> What the exercise asks:
Reproduce the listing exactly, so that no line differs from the original.

> Material for this exercise:
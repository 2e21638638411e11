//! Picking the best representative among identities of one person.

use authormap_common::error::{AuthormapError, AuthormapResult};
use authormap_store::Identity;

use crate::config::CanonicalWeights;
use crate::normalize::{
    email_domain, is_free_mail_domain, is_generic_identity, is_noreply, significant_tokens,
};

/// Composite desirability: commits, penalised for noreply and placeholder
/// identities, boosted for company domains.
pub fn canonical_score(weights: &CanonicalWeights, identity: &Identity) -> f64 {
    let mut score = identity.commits as f64 + 1.0;

    let noreply = is_noreply(&identity.email);
    if noreply {
        score *= weights.noreply_penalty;
    }
    if is_generic_identity(&identity.name, &identity.email) {
        score *= weights.generic_penalty;
    }

    let domain = email_domain(&identity.email);
    if !noreply && !domain.is_empty() && !is_free_mail_domain(&domain) {
        score *= weights.company_bonus;
    }

    score
}

struct Ranked {
    score: f64,
    tokens: usize,
}

impl Ranked {
    fn of(weights: &CanonicalWeights, identity: &Identity) -> Self {
        Self {
            score: canonical_score(weights, identity),
            tokens: significant_tokens(&identity.name),
        }
    }

    /// Within the tie margin the fuller name wins; otherwise the higher score.
    /// Exact ties never outrank, so the earliest candidate is kept.
    fn outranks(&self, other: &Ranked, margin: f64) -> bool {
        let top = self.score.max(other.score);
        let close = top > 0.0 && (self.score - other.score).abs() <= margin * top;
        if close && self.tokens != other.tokens {
            self.tokens > other.tokens
        } else {
            self.score > other.score
        }
    }
}

/// Index of the best candidate, or `None` when there are none.
pub(crate) fn best_index(weights: &CanonicalWeights, candidates: &[&Identity]) -> Option<usize> {
    let (first, rest) = candidates.split_first()?;
    let mut best = 0;
    let mut best_rank = Ranked::of(weights, first);

    for (offset, candidate) in rest.iter().enumerate() {
        let rank = Ranked::of(weights, candidate);
        if rank.outranks(&best_rank, weights.tie_margin) {
            best = offset + 1;
            best_rank = rank;
        }
    }
    Some(best)
}

pub fn select_canonical(identities: &[Identity]) -> AuthormapResult<&Identity> {
    select_canonical_with(&CanonicalWeights::default(), identities)
}

pub fn select_canonical_with<'a>(
    weights: &CanonicalWeights,
    identities: &'a [Identity],
) -> AuthormapResult<&'a Identity> {
    let candidates: Vec<&Identity> = identities.iter().collect();
    let idx = best_index(weights, &candidates).ok_or_else(|| {
        AuthormapError::EmptyInput("cannot select a canonical identity from an empty set".into())
    })?;

    let chosen = candidates[idx];
    tracing::debug!(name = %chosen.name, email = %chosen.email, "selected canonical identity");
    Ok(chosen)
}
pub mod models;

> Result:
repository 2e21638638411e11
//! Picking the best representative among identities of one person.

use authormap_common::error::{AuthormapError, AuthormapResult};
use authormap_store::Identity;

use crate::config::CanonicalWeights;
use crate::normalize::{
    email_domain, is_free_mail_domain, is_generic_identity, is_noreply, significant_tokens,
};

/// Composite desirability: commits, penalised for noreply and placeholder
/// identities, boosted for company domains.
pub fn canonical_score(weights: &CanonicalWeights, identity: &Identity) -> f64 {
    let mut score = identity.commits as f64 + 1.0;

    let noreply = is_noreply(&identity.email);
    if noreply {
        score *= weights.noreply_penalty;
    }
    if is_generic_identity(&identity.name, &identity.email) {
        score *= weights.generic_penalty;
    }

    let domain = email_domain(&identity.email);
    if !noreply && !domain.is_empty() && !is_free_mail_domain(&domain) {
        score *= weights.company_bonus;
    }

    score
}

struct Ranked {
    score: f64,
    tokens: usize,
}

impl Ranked {
    fn of(weights: &CanonicalWeights, identity: &Identity) -> Self {
        Self {
            score: canonical_score(weights, identity),
            tokens: significant_tokens(&identity.name),
        }
    }

    /// Within the tie margin the fuller name wins; otherwise the higher score.
    /// Exact ties never outrank, so the earliest candidate is kept.
    fn outranks(&self, other: &Ranked, margin: f64) -> bool {
        let top = self.score.max(other.score);
        let close = top > 0.0 && (self.score - other.score).abs() <= margin * top;
        if close && self.tokens != other.tokens {
            self.tokens > other.tokens
        } else {
            self.score > other.score
        }
    }
}

/// Index of the best candidate, or `None` when there are none.
pub(crate) fn best_index(weights: &CanonicalWeights, candidates: &[&Identity]) -> Option<usize> {
    let (first, rest) = candidates.split_first()?;
    let mut best = 0;
    let mut best_rank = Ranked::of(weights, first);

    for (offset, candidate) in rest.iter().enumerate() {
        let rank = Ranked::of(weights, candidate);
        if rank.outranks(&best_rank, weights.tie_margin) {
            best = offset + 1;
            best_rank = rank;
        }
    }
    Some(best)
}

pub fn select_canonical(identities: &[Identity]) -> AuthormapResult<&Identity> {
    select_canonical_with(&CanonicalWeights::default(), identities)
}

pub fn select_canonical_with<'a>(
    weights: &CanonicalWeights,
    identities: &'a [Identity],
) -> AuthormapResult<&'a Identity> {
    let candidates: Vec<&Identity> = identities.iter().collect();
    let idx = best_index(weights, &candidates).ok_or_else(|| {
        AuthormapError::EmptyInput("cannot select a canonical identity from an empty set".into())
    })?;

    let chosen = candidates[idx];
    tracing::debug!(name = %chosen.name, email = %chosen.email, "selected canonical identity");
    Ok(chosen)
}
pub mod models;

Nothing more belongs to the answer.